> **MATERIAL PROVIDED**:
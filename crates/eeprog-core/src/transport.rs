//! Byte transport abstraction
//!
//! The host link is a reliable, ordered, byte-at-a-time duplex stream;
//! on real hardware this is a UART, in the simulator it is stdio or a
//! scripted buffer. The interpreter never times out: `recv` blocks
//! forever on a stalled host.

use crate::error::Result;

/// Duplex byte stream to the host.
pub trait Transport {
    /// Send bytes, blocking until the line has accepted them.
    fn send(&mut self, data: &[u8]) -> Result<()>;

    /// Receive the next byte, blocking until one arrives.
    ///
    /// This is the command interpreter's only suspension point; while it
    /// is processing, arriving bytes queue up behind this call. An
    /// `Err(Error::TransportClosed)` means the host has gone away for
    /// good and unwinds the whole session.
    fn recv(&mut self) -> Result<u8>;
}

> **THE PROBLEM**: Please find each line in the records above that holds the word "host", and copy it.

> **ANSWER FOR THE TASK**:
//! The host link is a reliable, ordered, byte-at-a-time duplex stream;
//! forever on a stalled host.
/// Duplex byte stream to the host.
    /// `Err(Error::TransportClosed)` means the host has gone away for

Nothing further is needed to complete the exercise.